Some music videos combine different styles with the music, such as animation and live action. Combining these styles and techniques has become more popular because of the variety for the audience. Many music videos interpret images and scenes from the song's lyrics, while others take a more thematic approach. Other music videos may not have any concept, being a filmed version of the song's live concert performance. In 1894, sheet music publishers Edward B. Marks Joe Stern hired electrician George Thomas and various performers to promote sales of their song "The Little Lost Child". Using a magic lantern, Thomas projected a series of still images on a screen simultaneous to live performances; this would become a popular form of entertainment known as the illustrated song, the first step toward music video. In 1926, with the arrival of "talkies" many musical short films were produced. Vitaphone shorts featured many bands and dancers. Animation artist Max Fleischer introduced a series of sing-along short cartoons called Screen Songs, which invited audiences to sing along to popular songs by "following the bouncing ball", similar to a modern karaoke machine.
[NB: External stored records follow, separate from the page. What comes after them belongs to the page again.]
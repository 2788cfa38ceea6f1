//! Ledger Agent Core
//!
//! Cognitive core of a bookkeeping assistant:
//! - Semantic memory: embeds, recalls, consolidates and forgets knowledge,
//!   and learns facts and preferences from conversations
//! - Reasoning: a bounded loop over ledger tools with deterministic
//!   validation and a confidence score
//!
//! REQUEST CYCLE:
//! RECALL → PROMPT → PLAN → ACT → VALIDATE → (REPLAN?) → ANSWER → LEARN

pub mod api;
pub mod config;
pub mod context;
pub mod conversation;
pub mod embedding;
pub mod error;
pub mod llm;
pub mod memory;
pub mod models;
pub mod prompt;
pub mod reasoning;
pub mod runner;
pub mod tools;

pub use error::{AgentError, Result};

// Re-export common types
pub use memory::MemoryManager;
pub use models::*;
pub use reasoning::{ReasoningEngine, ReasoningRequest};
pub use runner::{AgentReply, AgentRequest, AgentRunner, ReplyStatus};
Early 1930s cartoons featured popular musicians performing their hit songs on-camera in live-action segments during the cartoons. The early animated films by Walt Disney, such as the Silly Symphonies shorts and Fantasia, which featured several interpretations of classical pieces, were built around music; the Warner Bros. cartoons today billed as Looney Tunes and Merrie Melodies, were fashioned around specific songs from upcoming Warner Bros. musical films. Live action musical shorts, featuring such popular performers as Cab Calloway, were distributed to theaters. Blues singer Bessie Smith appeared in a two-reel short film called St. Louis Blues featuring a dramatized performance of the hit song. Numerous other musicians appeared in short musical subjects during this period. Soundies and released from 1940 to 1947, were musical films that included short dance sequences, similar to music videos. In the mid-1940s, musician Louis Jordan made short films for his songs, some of which were spliced together into a feature film, Lookout Sister.
These films were, according to music historian Donald Clarke, the "ancestors" of music video. Musical films were another important precursor to music video, several well-known music videos have imitated the style of classic Hollywood musicals from the 1930s to the 1950s. One of the best-known examples is Madonna's 1985 video for "Material Girl", modelled on Jack Cole's staging of "Diamonds Are A Girl's Best Friend" from the film Gentlemen Prefer Blondes. Several of Michael Jackson's videos show the unmistakable influence of the dance sequences in classic Hollywood musicals, including the landmark "Thriller" and the Martin Scorsese-directed "Bad", influenced by the stylised dance "fights" in the film version of West Side Story. According to the Internet Accuracy Project, disc jockey–singer J. P. "The Big Bopper" Richardson was the first to coin the phrase "music video", in 1959. In his autobiography, Tony Bennett claims to have created "...the first music video" when he was filmed walking along the Serpentine in Hyde Park, London in 1956, with the resulting clip being set to his recording of the song "Stranger in Paradise".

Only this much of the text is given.